- Problem
Write out the entire listing exactly, so that each line matches the original.
--- Recorded data Enclosed Below ---
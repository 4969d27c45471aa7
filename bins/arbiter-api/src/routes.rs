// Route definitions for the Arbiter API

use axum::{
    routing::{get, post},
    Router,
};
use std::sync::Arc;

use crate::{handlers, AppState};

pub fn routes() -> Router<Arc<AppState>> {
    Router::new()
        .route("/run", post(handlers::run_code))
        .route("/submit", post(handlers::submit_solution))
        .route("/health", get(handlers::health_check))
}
--- End of Enclosed Recorded data ---
- Task solution
repository 4969d27c45471aa7
filename bins/arbiter-api/src/routes.rs
// Route definitions for the Arbiter API

use axum::{
    routing::{get, post},
    Router,
};
use std::sync::Arc;

use crate::{handlers, AppState};

pub fn routes() -> Router<Arc<AppState>> {
    Router::new()
        .route("/run", post(handlers::run_code))
        .route("/submit", post(handlers::submit_solution))
        .route("/health", get(handlers::health_check))
}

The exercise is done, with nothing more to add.